Ciò che de Baecque tiene a sottolineare è come la disordinata creatività burtoniana, potenzialmente quanto di meno adatto a convivere con le regole della macchina hollywoodiana, sia invece riuscita a imporsi senza cedere quasi mai alle logiche commerciali, grazie soprattutto a un’ostinazione che per Burton nasce dall’incapacità di interessarsi a un progetto in cui non ritrovi forti legami emozionali con la propria personalità e le proprie esperienze dirette. Dal suo vissuto di adolescente alienato nasce la fascinazione per il potere liberatorio del travestimento e delle maschere, come espediente che permette l’emergere delle emozioni più vive, oscure o rimosse.
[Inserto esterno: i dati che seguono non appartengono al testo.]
use romdl_core::logging;

mod cli;

use crate::cli::CliCommand;

#[tokio::main]
async fn main() {
    // Log to the state directory; fall back to stderr if it is unwritable.
    if let Err(err) = logging::init_logging() {
        logging::init_logging_stderr();
        tracing::warn!("file logging unavailable ({:#}); logging to stderr", err);
    }

    if let Err(err) = CliCommand::run_from_args().await {
        eprintln!("romdl error: {:#}", err);
        std::process::exit(1);
    }
}
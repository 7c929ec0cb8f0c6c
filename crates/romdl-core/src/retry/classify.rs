//! Classify curl errors and attempt failures into failure classes.

use super::error::AttemptError;

/// Coarse failure class; drives both retry decisions and the default status
/// code used when no HTTP response is available.
#[derive(Debug, Clone, Copy, PartialEq, Eq)]
pub enum FailureClass {
    /// Connect or read timed out.
    Timeout,
    /// Network-level failure (refused, reset, DNS, empty reply).
    Connection,
    /// Any other request failure (bad URL, protocol error, ...).
    Request,
    /// Server answered with this non-2xx status.
    Http(u32),
    /// Local filesystem failure.
    Storage,
}

impl FailureClass {
    /// Whether another attempt may succeed.
    pub fn is_retryable(self) -> bool {
        !matches!(self, FailureClass::Storage)
    }
}

/// Classify a curl error.
pub fn classify_curl_error(e: &curl::Error) -> FailureClass {
    if e.is_operation_timedout() {
        return FailureClass::Timeout;
    }
    if e.is_couldnt_connect()
        || e.is_couldnt_resolve_host()
        || e.is_couldnt_resolve_proxy()
        || e.is_read_error()
        || e.is_recv_error()
        || e.is_send_error()
        || e.is_got_nothing()
        || e.is_partial_file()
    {
        return FailureClass::Connection;
    }
    FailureClass::Request
}

/// Classify an attempt error.
pub fn classify(e: &AttemptError) -> FailureClass {
    match e {
        AttemptError::Curl(ce) => classify_curl_error(ce),
        AttemptError::Http { status, .. } => FailureClass::Http(*status),
        AttemptError::Storage(_) => FailureClass::Storage,
    }
}

#[cfg(test)]
mod tests {
    use super::*;

    #[test]
    fn http_statuses_are_retryable() {
        let e = AttemptError::Http {
            status: 502,
            body: String::new(),
        };
        assert_eq!(classify(&e), FailureClass::Http(502));
        assert!(classify(&e).is_retryable());
    }

    #[test]
    fn storage_is_not_retryable() {
        let e = AttemptError::Storage(std::io::Error::new(
            std::io::ErrorKind::PermissionDenied,
            "denied",
        ));
        assert_eq!(classify(&e), FailureClass::Storage);
        assert!(!classify(&e).is_retryable());
    }

    #[test]
    fn curl_codes_map_to_classes() {
        // CURLE_OPERATION_TIMEDOUT = 28, CURLE_COULDNT_CONNECT = 7, CURLE_URL_MALFORMAT = 3
        assert_eq!(
            classify_curl_error(&curl::Error::new(28)),
            FailureClass::Timeout
        );
        assert_eq!(
            classify_curl_error(&curl::Error::new(7)),
            FailureClass::Connection
        );
        assert_eq!(
            classify_curl_error(&curl::Error::new(3)),
            FailureClass::Request
        );
    }
}
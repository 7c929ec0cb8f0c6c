//! `romdl get <platform> <title> [--pick N]` – search, download, record.

use anyhow::Result;
use romdl_core::config::RomdlConfig;
use romdl_core::library_db::{DownloadId, LibraryDb, NewDownload};
use romdl_core::orchestrator::{Candidate, SearchOutcome};
use std::path::{Path, PathBuf};

use super::session::{build_orchestrator, print_candidates, print_no_results};

pub async fn run_get(
    cfg: &RomdlConfig,
    db: &LibraryDb,
    platform: String,
    title: String,
    pick: Option<usize>,
) -> Result<()> {
    let cfg = cfg.clone();
    let downloaded = tokio::task::spawn_blocking(
        move || -> Result<Option<(Candidate, PathBuf)>> {
            let mut orch = build_orchestrator(&cfg)?;
            let outcome = orch.search(&platform, &title)?;
            let candidate = match (&outcome, pick) {
                (SearchOutcome::Empty, _) => {
                    print_no_results(&platform, &title);
                    return Ok(None);
                }
                (_, Some(index)) => outcome.select(index)?.clone(),
                (SearchOutcome::Single(c), None) => c.clone(),
                (SearchOutcome::Multiple(_), None) => {
                    print_candidates(&outcome);
                    println!("Several matches; re-run with --pick N to choose one.");
                    return Ok(None);
                }
            };
            println!("Downloading {} ...", candidate.row.title);
            let path = orch.download(&candidate)?;
            Ok(Some((candidate, path)))
        },
    )
    .await??;

    let Some((candidate, path)) = downloaded else {
        return Ok(());
    };
    let (id, created) = record_download(db, &candidate, &path).await?;
    tracing::debug!(id, created, path = %path.display(), "recorded download");
    println!("Saved to {}", path.display());
    Ok(())
}

/// Adds a history record for `path`, or refreshes the one already pointing
/// there. Returns the record id and whether it is new.
pub async fn record_download(
    db: &LibraryDb,
    candidate: &Candidate,
    path: &Path,
) -> Result<(DownloadId, bool)> {
    let download = NewDownload {
        title: candidate.row.title.clone(),
        platform: candidate.platform,
        source_url: candidate.source_url.clone(),
        file_name: candidate.row.file_name.clone(),
        file_path: path.to_path_buf(),
    };
    match db.find_by_path(path).await? {
        Some(existing) => {
            db.update(existing.id, &download).await?;
            Ok((existing.id, false))
        }
        None => Ok((db.create(&download).await?, true)),
    }
}
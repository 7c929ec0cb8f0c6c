//! Normalized outcome of one HTTP operation.

use std::path::{Path, PathBuf};

/// Status codes treated as failures by [`ContentResult::is_failure`].
pub const BAD_STATUSES: [u32; 5] = [502, 400, 504, 408, 500];

/// What a [`ContentResult`] carries: response text, or the downloaded file.
#[derive(Debug, Clone, PartialEq, Eq)]
pub enum Payload {
    /// Listing page body, error body, or the no-response placeholder.
    Text(String),
    /// Destination of a completed download.
    File(PathBuf),
}

/// Result of `fetch_listing` or `download`. Transport failures are folded in
/// here instead of being returned as errors.
#[derive(Debug, Clone, PartialEq, Eq)]
pub struct ContentResult {
    pub url: String,
    pub status: u32,
    pub payload: Payload,
}

impl ContentResult {
    pub fn text(url: impl Into<String>, status: u32, body: impl Into<String>) -> Self {
        Self {
            url: url.into(),
            status,
            payload: Payload::Text(body.into()),
        }
    }

    pub fn file(url: impl Into<String>, status: u32, path: impl Into<PathBuf>) -> Self {
        Self {
            url: url.into(),
            status,
            payload: Payload::File(path.into()),
        }
    }

    /// True iff the status is one of [`BAD_STATUSES`].
    pub fn is_failure(&self) -> bool {
        BAD_STATUSES.contains(&self.status)
    }

    pub fn is_success(&self) -> bool {
        !self.is_failure()
    }

    /// True for 2xx statuses.
    pub fn has_ok_status(&self) -> bool {
        (200..300).contains(&self.status)
    }

    /// Body text; empty for file payloads.
    pub fn text_body(&self) -> &str {
        match &self.payload {
            Payload::Text(s) => s,
            Payload::File(_) => "",
        }
    }

    pub fn file_path(&self) -> Option<&Path> {
        match &self.payload {
            Payload::File(p) => Some(p),
            Payload::Text(_) => None,
        }
    }

    pub fn into_text(self) -> Option<String> {
        match self.payload {
            Payload::Text(s) => Some(s),
            Payload::File(_) => None,
        }
    }
}

#[cfg(test)]
mod tests {
    use super::*;

    #[test]
    fn bad_statuses_are_failures() {
        for status in BAD_STATUSES {
            let r = ContentResult::text("http://x/", status, "");
            assert!(r.is_failure(), "{status}");
            assert!(!r.is_success(), "{status}");
        }
    }

    #[test]
    fn other_statuses_are_successes() {
        for status in [200, 201, 204, 301, 401, 403, 404, 429, 501, 503] {
            let r = ContentResult::text("http://x/", status, "");
            assert!(r.is_success(), "{status}");
            assert!(!r.is_failure(), "{status}");
        }
    }

    #[test]
    fn ok_status_is_2xx_only() {
        assert!(ContentResult::text("u", 200, "").has_ok_status());
        assert!(ContentResult::text("u", 206, "").has_ok_status());
        assert!(!ContentResult::text("u", 404, "").has_ok_status());
        assert!(!ContentResult::text("u", 301, "").has_ok_status());
    }

    #[test]
    fn payload_accessors() {
        let t = ContentResult::text("u", 200, "body");
        assert_eq!(t.text_body(), "body");
        assert!(t.file_path().is_none());
        let f = ContentResult::file("u", 200, "/tmp/a.zip");
        assert_eq!(f.file_path(), Some(Path::new("/tmp/a.zip")));
        assert_eq!(f.text_body(), "");
        assert!(f.into_text().is_none());
    }
}
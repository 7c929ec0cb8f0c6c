//! Default statuses for failures that carry no HTTP response.

use super::result::ContentResult;
use crate::retry::{classify, AttemptError, FailureClass};

/// Body used when a failure has no response text.
pub const NO_RESPONSE_TEXT: &str = "No response text available";

pub const CONNECTION_FAILURE_STATUS: u32 = 502;
pub const TIMEOUT_STATUS: u32 = 504;
pub const REQUEST_FAILURE_STATUS: u32 = 400;
pub const STORAGE_FAILURE_STATUS: u32 = 500;

/// Status code reported for a failure class.
pub fn default_status(class: FailureClass) -> u32 {
    match class {
        FailureClass::Timeout => TIMEOUT_STATUS,
        FailureClass::Connection => CONNECTION_FAILURE_STATUS,
        FailureClass::Request => REQUEST_FAILURE_STATUS,
        FailureClass::Http(status) => status,
        FailureClass::Storage => STORAGE_FAILURE_STATUS,
    }
}

/// Folds an attempt error into a text `ContentResult`.
pub fn failure_result(url: &str, err: &AttemptError) -> ContentResult {
    let status = default_status(classify(err));
    let body = match err {
        AttemptError::Http { body, .. } if !body.trim().is_empty() => body.clone(),
        _ => NO_RESPONSE_TEXT.to_string(),
    };
    ContentResult::text(url, status, body)
}
//! Deterministic file names derived from listing links.

use regex::Regex;
use std::sync::LazyLock;

/// Used when decoding and stripping leave nothing.
pub(crate) const DEFAULT_FILE_NAME: &str = "download";

/// Anything that is not a word character, whitespace, or hyphen.
static DISALLOWED: LazyLock<Regex> =
    LazyLock::new(|| Regex::new(r"[^\w\s-]").expect("static file-name pattern"));

/// Derives a file name from a listing link.
///
/// Percent-decodes the link (invalid UTF-8 is replaced lossily), removes every
/// character outside `{word, whitespace, -}`, then replaces spaces with `_`.
/// The function is idempotent: applying it to its own output is a no-op.
///
/// # Examples
///
/// - `"Super%20Mario%20Sunshine%20(USA).zip"` → `"Super_Mario_Sunshine_USAzip"`
pub fn derive_file_name(link: &str) -> String {
    let decoded_bytes = urlencoding::decode_binary(link.as_bytes());
    let decoded = String::from_utf8_lossy(&decoded_bytes);
    let stripped = DISALLOWED.replace_all(&decoded, "");
    let name = stripped.replace(' ', "_");
    if name.is_empty() {
        DEFAULT_FILE_NAME.to_string()
    } else {
        name
    }
}
//! One parsed listing entry.

use scraper::{ElementRef, Selector};
use serde::{Deserialize, Serialize};
use std::sync::LazyLock;

use crate::error::{Result, RomdlError};
use crate::url_model::derive_file_name;

static CELL_SELECTOR: LazyLock<Selector> =
    LazyLock::new(|| Selector::parse("td").expect("static selector"));
static LINK_CELL_SELECTOR: LazyLock<Selector> =
    LazyLock::new(|| Selector::parse("td.link").expect("static selector"));
static SIZE_CELL_SELECTOR: LazyLock<Selector> =
    LazyLock::new(|| Selector::parse("td.size").expect("static selector"));
static DATE_CELL_SELECTOR: LazyLock<Selector> =
    LazyLock::new(|| Selector::parse("td.date").expect("static selector"));
static ANCHOR_SELECTOR: LazyLock<Selector> =
    LazyLock::new(|| Selector::parse("a").expect("static selector"));

/// A listing entry: display title, link (relative or absolute), and the
/// local file name derived from the link.
#[derive(Debug, Clone, PartialEq, Eq, Serialize, Deserialize)]
pub struct Row {
    pub title: String,
    pub link: String,
    pub file_name: String,
    /// Size column text, if present.
    pub size: Option<String>,
    /// Date column text, if present.
    pub date: Option<String>,
}

impl Row {
    /// Builds a row from a title and link, deriving the file name.
    pub fn new(title: impl Into<String>, link: impl Into<String>) -> Self {
        let link = link.into();
        Self {
            title: title.into(),
            file_name: derive_file_name(&link),
            link,
            size: None,
            date: None,
        }
    }

    /// Parses one `<tr>` element.
    ///
    /// The title is the `title` attribute of the anchor in the first cell; the
    /// link is the `href` of the anchor in the `td.link` cell.
    pub fn from_element(tr: ElementRef<'_>) -> Result<Self> {
        let first_cell = tr
            .select(&CELL_SELECTOR)
            .next()
            .ok_or_else(|| RomdlError::parse("table row has no data cells"))?;
        let title = first_cell
            .select(&ANCHOR_SELECTOR)
            .next()
            .ok_or_else(|| RomdlError::parse("no anchor in first cell"))?
            .value()
            .attr("title")
            .ok_or_else(|| RomdlError::parse("anchor has no title attribute"))?;

        let link_cell = tr
            .select(&LINK_CELL_SELECTOR)
            .next()
            .ok_or_else(|| RomdlError::parse("table row has no link cell"))?;
        let href = link_cell
            .select(&ANCHOR_SELECTOR)
            .next()
            .ok_or_else(|| RomdlError::parse("no anchor in link cell"))?
            .value()
            .attr("href")
            .ok_or_else(|| RomdlError::parse("anchor has no href attribute"))?;

        let mut row = Row::new(title, href);
        row.size = cell_text(tr, &SIZE_CELL_SELECTOR);
        row.date = cell_text(tr, &DATE_CELL_SELECTOR);
        Ok(row)
    }

    /// Case-insensitive substring match on the title, both sides trimmed.
    pub fn title_matches(&self, query: &str) -> bool {
        let needle = query.trim().to_lowercase();
        self.title.trim().to_lowercase().contains(&needle)
    }
}

fn cell_text(tr: ElementRef<'_>, selector: &Selector) -> Option<String> {
    tr.select(selector)
        .next()
        .map(|td| td.text().collect::<String>().trim().to_string())
        .filter(|s| !s.is_empty())
}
Che sia Johnny Depp nel ruolo di Edwardo Jack Nicholson in quello di Joker, l’attore sprofonda dietro la maschera fino a toccare qualcosa di sconosciuto, e le parate che attraversano ogni film, dalla cerimonia delle zucche in The Nightmare Before Christmas alle incursioni dei marziani alla Casa Bianca in Mars Attacks!, dalla sequenza circense in Big Fish alla danza febbrile de La sposa cadavere, rivelano la natura di un cinema che «ha la virtù di trasformare l’universo nella scena di un carnevale». Allo stesso modo, l’amore per il cinema come mondo sostitutivo, rifugio dai problemi della società reale, porta Burton a omaggiare Ed Wood come cineasta ideale perché si è scelto il cinema come famiglia e vi ha riposto un’illimitata, infantile fiducia, mentre la maniera di concepire la civiltà a partire dai suoi angoli più segreti e oscuri fanno del regista di Sleepy Hollow l’interprete ideale del genere gotico, reinventato come manifesto estetico, ma anche politico e morale.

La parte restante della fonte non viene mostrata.